Fentanyl is used legally in medicine as an anaesthetic and to treat severe pain, including in cancer patients. But taking this “party anaesthetic” for non-medical purposes has devastating effects. As little as 3 milligrams of the “zombie drug” (as it is known when mixed with xylazine) are enough to kill a person.
In Italy too, its growing spread on the illegal drug market has raised public health concerns, leading to a “National prevention plan against the improper use of fentanyl and other synthetic opioids” presented in March 2024 by the Anti-Drugs Policy Department of the Prime Minister’s Office.
How the fentanyl theft unfolded
The head of the hospital pharmacy reported the theft on 24 June. What is striking is the absence of any sign of forced entry on the safe where the vials were kept, the keys to which are held by several members of staff.
Prosecutors in Rome have opened an investigation. An initial report on the incident has been sent to the criminal court of the capital. The inquiries have been entrusted to the Carabinieri’s NAS unit. The case concerns allegations of theft and possession with intent to supply narcotic substances.
In the meantime, the Ministry of Health – at the instigation of Minister Schillaci – has launched an inspection through its competent offices. The ministry is also preparing “a new circular to further step up checks on the improper use and circulation of fentanyl and on how it is stored in medical and hospital facilities”.
The government’s response
The theft prompted an emergency meeting at Palazzo Chigi, chaired by undersecretary Alfredo Mantovano.
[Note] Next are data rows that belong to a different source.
use std::fmt::{Display, Formatter};

use thiserror::Error;

use crate::http_client::{TransportError, TransportErrorKind};
use crate::schema::SchemaViolation;

/// Coarse classification of [`ApiError`] without payloads.
#[derive(Debug, Clone, Copy, PartialEq, Eq, Hash)]
pub enum ApiErrorKind {
    Transport,
    Timeout,
    Http,
    Application,
    Validation,
    InvalidRequest,
    Internal,
}

impl ApiErrorKind {
    pub const fn as_str(self) -> &'static str {
        match self {
            Self::Transport => "transport",
            Self::Timeout => "timeout",
            Self::Http => "http",
            Self::Application => "application",
            Self::Validation => "validation",
            Self::InvalidRequest => "invalid_request",
            Self::Internal => "internal",
        }
    }
}

impl Display for ApiErrorKind {
    fn fmt(&self, f: &mut Formatter<'_>) -> std::fmt::Result {
        f.write_str(self.as_str())
    }
}

/// Failure of a single logical API call.
///
/// Errors are `Clone` because a de-duplicated fetch hands the same outcome to every
/// caller attached to it, and the query cache keeps the last error on its entry.
#[derive(Debug, Error, Clone, PartialEq, Eq)]
pub enum ApiError {
    #[error("transport error: {message}")]
    Transport { message: String },

    #[error("request timed out after {timeout_ms}ms")]
    Timeout { timeout_ms: u64 },

    #[error("upstream returned status {status}: {message}")]
    Http { status: u16, message: String },

    #[error("{message}")]
    Application { message: String },

    #[error(transparent)]
    Validation(#[from] ValidationError),

    #[error("invalid request: {message}")]
    InvalidRequest { message: String },

    #[error("internal error: {message}")]
    Internal { message: String },
}

impl ApiError {
    pub fn transport(message: impl Into<String>) -> Self {
        Self::Transport {
            message: message.into(),
        }
    }

    pub fn http(status: u16, message: impl Into<String>) -> Self {
        Self::Http {
            status,
            message: message.into(),
        }
    }

    pub fn application(message: impl Into<String>) -> Self {
        Self::Application {
            message: message.into(),
        }
    }

    pub fn invalid_request(message: impl Into<String>) -> Self {
        Self::InvalidRequest {
            message: message.into(),
        }
    }

    pub fn internal(message: impl Into<String>) -> Self {
        Self::Internal {
            message: message.into(),
        }
    }

    pub const fn kind(&self) -> ApiErrorKind {
        match self {
            Self::Transport { .. } => ApiErrorKind::Transport,
            Self::Timeout { .. } => ApiErrorKind::Timeout,
            Self::Http { .. } => ApiErrorKind::Http,
            Self::Application { .. } => ApiErrorKind::Application,
            Self::Validation(_) => ApiErrorKind::Validation,
            Self::InvalidRequest { .. } => ApiErrorKind::InvalidRequest,
            Self::Internal { .. } => ApiErrorKind::Internal,
        }
    }

    /// Timeouts are a subtype of transport failures.
    pub const fn is_transport(&self) -> bool {
        matches!(self, Self::Transport { .. } | Self::Timeout { .. })
    }

    pub const fn status(&self) -> Option<u16> {
        match self {
            Self::Http { status, .. } => Some(*status),
            _ => None,
        }
    }
}

impl From<TransportError> for ApiError {
    fn from(error: TransportError) -> Self {
        match error.kind() {
            TransportErrorKind::Timeout { timeout_ms } => Self::Timeout { timeout_ms },
            _ => Self::Transport {
                message: error.message().to_owned(),
            },
        }
    }
}

/// Response contract violations detected by the validator.
#[derive(Debug, Error, Clone, PartialEq, Eq)]
pub enum ValidationError {
    #[error("response body is not valid JSON: {message}")]
    MalformedJson { message: String },

    #[error("response envelope is malformed: {0}")]
    MalformedEnvelope(SchemaViolation),

    #[error("response envelope reported success without a data field")]
    MissingData,

    #[error("response data does not match schema: {0}")]
    Schema(#[from] SchemaViolation),

    #[error("response data could not be decoded: {message}")]
    Decode { message: String },
}

/// Configuration loading errors.
#[derive(Debug, Error, Clone, PartialEq, Eq)]
pub enum ConfigError {
    #[error("invalid value '{value}' for {key}, expected {expected}")]
    InvalidValue {
        key: &'static str,
        value: String,
        expected: &'static str,
    },

    #[error("inconsistent configuration: {message}")]
    Inconsistent { message: String },
}
//! CLI argument definitions for EnVision.
//!
//! The CLI drives the same query layer the dashboard views use: one-shot fetches go
//! through the cache once, `watch` keeps a subscription alive and prints every state
//! change.
//!
//! # Commands
//!
//! | Command | Description |
//! |---------|-------------|
//! | `resources` | List dashboard resources and their paths |
//! | `fetch` | Fetch one resource and print its data |
//! | `watch` | Subscribe to a resource and stream state changes as NDJSON |
//!
//! # Global Options
//!
//! | Option | Default | Description |
//! |--------|---------|-------------|
//! | `--base-url` | `ENVISION_API_BASE_URL` | API base URL |
//! | `--timeout-ms` | `ENVISION_API_TIMEOUT_MS` | Per-request timeout in ms |
//! | `--pretty` | `false` | Pretty-print JSON output |
//! | `--mock` | `false` | Serve built-in demo payloads instead of calling the API |
//! | `--verbose` | `false` | Debug-level logs on stderr |
//!
//! # Examples
//!
//! ```bash
//! # KPIs for the last week
//! envision fetch kpis --range 7d --pretty
//!
//! # Thirty-day LSTM forecast
//! envision fetch forecast --days 30 --model lstm
//!
//! # Poll anomalies every 5 seconds, stop after 10 updates
//! envision watch anomalies --range 24h --interval-ms 5000 --count 10
//! ```

use clap::{Args, Parser, Subcommand, ValueEnum};
use envision_core::{ForecastModel, ResourceKind, TimeRange};

/// EnVision - energy and carbon dashboard data client
#[derive(Debug, Parser)]
#[command(
    name = "envision",
    author,
    version,
    about = "Energy and carbon dashboard data client",
    long_about = "Fetches EnVision dashboard resources through the validated, cached \
data-access layer.\n\
\n\
Use 'envision <command> --help' for command-specific help."
)]
pub struct Cli {
    /// API base URL. Overrides ENVISION_API_BASE_URL.
    #[arg(long, global = true)]
    pub base_url: Option<String>,

    /// Per-request timeout in milliseconds. Overrides ENVISION_API_TIMEOUT_MS.
    #[arg(long, global = true)]
    pub timeout_ms: Option<u64>,

    /// Pretty-print JSON output (ignored by `watch`, which prints one line per update).
    #[arg(long, global = true, default_value_t = false)]
    pub pretty: bool,

    /// Answer every request from built-in demo payloads.
    #[arg(long, global = true, default_value_t = false)]
    pub mock: bool,

    /// Emit debug-level logs.
    #[arg(long, short, global = true, default_value_t = false)]
    pub verbose: bool,

    #[command(subcommand)]
    pub command: Command,
}

#[derive(Debug, Subcommand)]
pub enum Command {
    /// List dashboard resources.
    Resources,
    /// Fetch one resource.
    Fetch(FetchArgs),
    /// Watch a resource and print every state change.
    Watch(WatchArgs),
}

#[derive(Debug, Args)]
pub struct FetchArgs {
    /// Resource name, as printed by `envision resources`.
    #[arg(value_parser = parse_resource)]
    pub resource: ResourceKind,

    #[command(flatten)]
    pub filters: FilterArgs,
}

#[derive(Debug, Args)]
pub struct WatchArgs {
    #[arg(value_parser = parse_resource)]
    pub resource: ResourceKind,

    #[command(flatten)]
    pub filters: FilterArgs,

    /// Polling interval in milliseconds. Overrides ENVISION_REFRESH_INTERVAL_MS.
    #[arg(long)]
    pub interval_ms: Option<u64>,

    /// Stop after this many printed updates.
    #[arg(long)]
    pub count: Option<usize>,
}

/// Request filters. Which ones apply depends on the resource.
#[derive(Debug, Clone, Default, Args)]
pub struct FilterArgs {
    /// Preset window: 24h, 7d, 30d or 90d.
    #[arg(long, value_parser = parse_range)]
    pub range: Option<TimeRange>,

    /// Window start (YYYY-MM-DD). Requires --end-date.
    #[arg(long)]
    pub start_date: Option<String>,

    /// Window end (YYYY-MM-DD). Requires --start-date.
    #[arg(long)]
    pub end_date: Option<String>,

    /// Forecast horizon in days.
    #[arg(long)]
    pub days: Option<u32>,

    /// Forecast model.
    #[arg(long, value_enum)]
    pub model: Option<ModelArg>,
}

impl FilterArgs {
    pub fn has_window(&self) -> bool {
        self.range.is_some() || self.start_date.is_some() || self.end_date.is_some()
    }

    pub fn has_forecast(&self) -> bool {
        self.days.is_some() || self.model.is_some()
    }
}

#[derive(Debug, Clone, Copy, PartialEq, Eq, ValueEnum)]
pub enum ModelArg {
    Xgboost,
    Lstm,
}

impl From<ModelArg> for ForecastModel {
    fn from(value: ModelArg) -> Self {
        match value {
            ModelArg::Xgboost => Self::Xgboost,
            ModelArg::Lstm => Self::Lstm,
        }
    }
}

fn parse_resource(value: &str) -> Result<ResourceKind, String> {
    value.parse().map_err(|_| {
        let known: Vec<&str> = ResourceKind::ALL.iter().map(|kind| kind.name()).collect();
        format!("unknown resource '{value}' (expected one of: {})", known.join(", "))
    })
}

fn parse_range(value: &str) -> Result<TimeRange, String> {
    value
        .parse()
        .map_err(|error: envision_core::ApiError| error.to_string())
}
During the meeting “the need to ensure compliance with the procedures laid down for the management of high-risk medicines, in order to protect public health and prevent similar incidents from happening again” was reiterated.
“In the coming days,” it was explained, “the monitoring committee on the implementation of the anti-fentanyl plan will be reconvened at Palazzo Chigi, with the aim of ensuring that all the parties involved put in place the necessary safeguards and controls”.
Meanwhile, the Lazio Region has ordered an extraordinary inspection visit to Rome’s Israelitic Hospital to check how the hospital pharmacy manages narcotic drugs.
At the same time, it “announces that it has instructed the territorially competent local health authorities to verify the proper management of narcotic drugs in the region’s various hospitals, thereby extending the control measures to the entire regional territory so as to guarantee the highest safety standards”.